### What you are asked to do
Up to and including the line containing "String, reason: String", retype each line of the listing below exactly, beginning with the first.

### Records for this task
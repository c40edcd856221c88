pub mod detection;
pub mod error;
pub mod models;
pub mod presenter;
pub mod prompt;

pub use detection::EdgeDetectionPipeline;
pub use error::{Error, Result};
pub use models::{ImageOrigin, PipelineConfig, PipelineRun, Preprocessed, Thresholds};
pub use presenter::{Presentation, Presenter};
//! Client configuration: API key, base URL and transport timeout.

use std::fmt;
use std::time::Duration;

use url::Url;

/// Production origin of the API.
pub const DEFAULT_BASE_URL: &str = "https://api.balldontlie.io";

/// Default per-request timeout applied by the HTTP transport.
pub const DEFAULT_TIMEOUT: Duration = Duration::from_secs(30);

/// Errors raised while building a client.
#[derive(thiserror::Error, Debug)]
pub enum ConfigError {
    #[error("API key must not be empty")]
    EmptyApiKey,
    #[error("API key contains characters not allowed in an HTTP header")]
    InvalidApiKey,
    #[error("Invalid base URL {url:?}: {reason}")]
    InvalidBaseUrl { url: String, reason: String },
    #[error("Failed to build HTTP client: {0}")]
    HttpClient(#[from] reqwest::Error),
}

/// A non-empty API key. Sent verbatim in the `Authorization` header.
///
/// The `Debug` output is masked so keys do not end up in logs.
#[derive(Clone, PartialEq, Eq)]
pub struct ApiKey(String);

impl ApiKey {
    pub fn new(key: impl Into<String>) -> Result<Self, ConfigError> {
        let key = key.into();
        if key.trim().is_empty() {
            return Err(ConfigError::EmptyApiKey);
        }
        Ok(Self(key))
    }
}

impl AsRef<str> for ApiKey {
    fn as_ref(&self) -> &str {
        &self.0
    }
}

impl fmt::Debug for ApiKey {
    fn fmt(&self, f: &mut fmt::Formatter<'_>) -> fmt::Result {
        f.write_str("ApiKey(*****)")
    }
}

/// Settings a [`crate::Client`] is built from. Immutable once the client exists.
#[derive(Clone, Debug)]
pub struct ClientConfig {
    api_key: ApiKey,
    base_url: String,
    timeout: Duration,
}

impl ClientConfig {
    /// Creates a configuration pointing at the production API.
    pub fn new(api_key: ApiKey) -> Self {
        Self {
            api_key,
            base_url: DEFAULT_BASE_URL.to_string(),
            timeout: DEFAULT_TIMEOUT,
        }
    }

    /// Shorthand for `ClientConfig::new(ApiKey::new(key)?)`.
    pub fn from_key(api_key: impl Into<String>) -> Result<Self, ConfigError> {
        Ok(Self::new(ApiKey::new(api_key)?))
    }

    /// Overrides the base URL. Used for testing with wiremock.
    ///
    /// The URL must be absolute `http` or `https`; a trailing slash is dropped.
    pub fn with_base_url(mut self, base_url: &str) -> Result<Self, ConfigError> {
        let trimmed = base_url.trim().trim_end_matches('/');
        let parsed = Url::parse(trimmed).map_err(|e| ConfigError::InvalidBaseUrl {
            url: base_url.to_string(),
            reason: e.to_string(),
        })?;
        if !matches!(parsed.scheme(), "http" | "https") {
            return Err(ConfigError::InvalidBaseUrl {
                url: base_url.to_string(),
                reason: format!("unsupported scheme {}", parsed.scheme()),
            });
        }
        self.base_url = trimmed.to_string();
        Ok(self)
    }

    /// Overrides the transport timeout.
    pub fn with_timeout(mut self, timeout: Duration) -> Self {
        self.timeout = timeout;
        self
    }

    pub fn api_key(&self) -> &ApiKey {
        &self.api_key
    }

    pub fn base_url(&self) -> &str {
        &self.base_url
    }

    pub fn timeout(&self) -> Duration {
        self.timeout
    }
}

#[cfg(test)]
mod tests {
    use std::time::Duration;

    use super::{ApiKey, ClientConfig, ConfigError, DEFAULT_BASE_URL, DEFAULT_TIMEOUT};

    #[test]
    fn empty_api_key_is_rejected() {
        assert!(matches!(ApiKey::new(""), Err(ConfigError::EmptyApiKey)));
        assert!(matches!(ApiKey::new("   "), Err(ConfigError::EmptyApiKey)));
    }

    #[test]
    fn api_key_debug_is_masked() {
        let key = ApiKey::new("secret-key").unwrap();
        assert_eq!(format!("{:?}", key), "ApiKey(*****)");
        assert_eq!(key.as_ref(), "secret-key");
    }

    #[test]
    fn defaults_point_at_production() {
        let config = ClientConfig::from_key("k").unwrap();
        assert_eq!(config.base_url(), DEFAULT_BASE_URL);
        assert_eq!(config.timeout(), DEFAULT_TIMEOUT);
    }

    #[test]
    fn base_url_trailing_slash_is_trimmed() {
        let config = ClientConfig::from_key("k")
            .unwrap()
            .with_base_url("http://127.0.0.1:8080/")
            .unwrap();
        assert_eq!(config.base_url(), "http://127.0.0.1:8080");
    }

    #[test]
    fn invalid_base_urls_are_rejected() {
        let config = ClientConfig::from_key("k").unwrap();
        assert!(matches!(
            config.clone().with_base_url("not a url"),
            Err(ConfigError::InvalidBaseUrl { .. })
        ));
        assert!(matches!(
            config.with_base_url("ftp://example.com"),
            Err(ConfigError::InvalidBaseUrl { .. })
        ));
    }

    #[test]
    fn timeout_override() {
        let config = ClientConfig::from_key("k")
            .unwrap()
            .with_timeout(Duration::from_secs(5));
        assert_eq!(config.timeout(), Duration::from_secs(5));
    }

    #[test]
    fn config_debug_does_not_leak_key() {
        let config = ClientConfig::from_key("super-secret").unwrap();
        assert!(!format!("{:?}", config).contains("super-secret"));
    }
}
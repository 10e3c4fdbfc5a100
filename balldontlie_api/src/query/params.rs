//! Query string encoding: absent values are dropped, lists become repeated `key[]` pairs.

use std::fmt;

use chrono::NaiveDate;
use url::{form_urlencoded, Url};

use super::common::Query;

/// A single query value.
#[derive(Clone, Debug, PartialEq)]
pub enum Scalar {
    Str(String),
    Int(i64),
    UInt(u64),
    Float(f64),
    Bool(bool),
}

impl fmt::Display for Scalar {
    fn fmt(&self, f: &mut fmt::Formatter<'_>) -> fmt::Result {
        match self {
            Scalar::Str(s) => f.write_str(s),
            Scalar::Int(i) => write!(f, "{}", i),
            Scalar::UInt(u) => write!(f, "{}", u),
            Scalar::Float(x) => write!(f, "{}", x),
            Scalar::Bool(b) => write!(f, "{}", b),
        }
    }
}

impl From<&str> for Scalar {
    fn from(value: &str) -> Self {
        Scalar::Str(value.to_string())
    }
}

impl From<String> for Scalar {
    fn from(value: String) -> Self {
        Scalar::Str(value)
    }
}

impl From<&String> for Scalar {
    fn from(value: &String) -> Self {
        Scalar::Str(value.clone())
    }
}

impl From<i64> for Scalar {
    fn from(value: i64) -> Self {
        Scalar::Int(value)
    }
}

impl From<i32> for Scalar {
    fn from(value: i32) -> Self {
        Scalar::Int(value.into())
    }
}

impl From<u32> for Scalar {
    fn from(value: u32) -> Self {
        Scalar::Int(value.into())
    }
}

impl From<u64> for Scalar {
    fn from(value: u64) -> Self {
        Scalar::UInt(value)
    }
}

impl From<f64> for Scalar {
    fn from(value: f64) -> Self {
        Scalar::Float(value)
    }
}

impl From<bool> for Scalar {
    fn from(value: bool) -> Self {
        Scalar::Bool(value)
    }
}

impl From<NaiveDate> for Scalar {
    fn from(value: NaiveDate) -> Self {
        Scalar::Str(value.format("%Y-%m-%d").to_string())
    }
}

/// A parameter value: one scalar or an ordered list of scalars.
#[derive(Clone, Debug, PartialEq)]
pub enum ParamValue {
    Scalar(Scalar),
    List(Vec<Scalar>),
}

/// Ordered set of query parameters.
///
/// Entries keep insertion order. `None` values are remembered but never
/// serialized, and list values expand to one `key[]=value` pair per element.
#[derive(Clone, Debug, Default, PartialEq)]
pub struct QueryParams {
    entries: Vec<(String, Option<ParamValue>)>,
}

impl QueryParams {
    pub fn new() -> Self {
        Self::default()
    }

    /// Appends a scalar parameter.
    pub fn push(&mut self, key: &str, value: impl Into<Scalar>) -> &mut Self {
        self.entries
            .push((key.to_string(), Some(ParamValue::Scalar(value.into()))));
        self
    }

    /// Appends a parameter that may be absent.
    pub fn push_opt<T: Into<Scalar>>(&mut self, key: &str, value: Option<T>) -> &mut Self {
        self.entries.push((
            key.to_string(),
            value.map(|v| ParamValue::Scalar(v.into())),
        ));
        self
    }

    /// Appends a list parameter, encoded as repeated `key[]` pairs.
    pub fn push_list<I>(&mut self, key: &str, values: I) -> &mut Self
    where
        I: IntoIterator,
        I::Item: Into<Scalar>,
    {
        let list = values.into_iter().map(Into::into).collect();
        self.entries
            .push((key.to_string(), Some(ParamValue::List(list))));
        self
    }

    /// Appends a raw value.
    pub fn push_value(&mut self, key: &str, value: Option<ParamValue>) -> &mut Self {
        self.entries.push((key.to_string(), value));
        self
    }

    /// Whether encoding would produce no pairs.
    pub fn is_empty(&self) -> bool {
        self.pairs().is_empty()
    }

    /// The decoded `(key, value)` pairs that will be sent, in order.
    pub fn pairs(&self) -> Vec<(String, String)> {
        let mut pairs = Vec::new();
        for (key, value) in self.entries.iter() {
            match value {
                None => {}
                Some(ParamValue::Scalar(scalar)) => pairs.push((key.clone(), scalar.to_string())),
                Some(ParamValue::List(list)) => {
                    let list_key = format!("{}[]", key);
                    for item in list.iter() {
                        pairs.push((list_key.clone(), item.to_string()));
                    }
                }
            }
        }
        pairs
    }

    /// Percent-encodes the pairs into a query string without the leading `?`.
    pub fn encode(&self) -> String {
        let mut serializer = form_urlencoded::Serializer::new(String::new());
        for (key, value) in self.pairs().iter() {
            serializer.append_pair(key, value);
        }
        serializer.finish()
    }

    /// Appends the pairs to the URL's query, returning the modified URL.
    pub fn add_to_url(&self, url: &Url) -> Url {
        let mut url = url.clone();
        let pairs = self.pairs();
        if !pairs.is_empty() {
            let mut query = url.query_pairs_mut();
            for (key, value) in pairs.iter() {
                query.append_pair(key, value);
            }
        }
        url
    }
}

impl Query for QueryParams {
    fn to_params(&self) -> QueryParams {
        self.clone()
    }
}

### Answer
repository c40edcd856221c88
pub mod detection;
pub mod error;
pub mod models;
pub mod presenter;
pub mod prompt;

pub use detection::EdgeDetectionPipeline;
pub use error::{Error, Result};
pub use models::{ImageOrigin, PipelineConfig, PipelineRun, Preprocessed, Thresholds};
pub use presenter::{Presentation, Presenter};
//! Client configuration: API key, base URL and transport timeout.

use std::fmt;
use std::time::Duration;

use url::Url;

/// Production origin of the API.
pub const DEFAULT_BASE_URL: &str = "https://api.balldontlie.io";

/// Default per-request timeout applied by the HTTP transport.
pub const DEFAULT_TIMEOUT: Duration = Duration::from_secs(30);

/// Errors raised while building a client.
#[derive(thiserror::Error, Debug)]
pub enum ConfigError {
    #[error("API key must not be empty")]
    EmptyApiKey,
    #[error("API key contains characters not allowed in an HTTP header")]
    InvalidApiKey,
    #[error("Invalid base URL {url:?}: {reason}")]
    InvalidBaseUrl { url: String, reason: String },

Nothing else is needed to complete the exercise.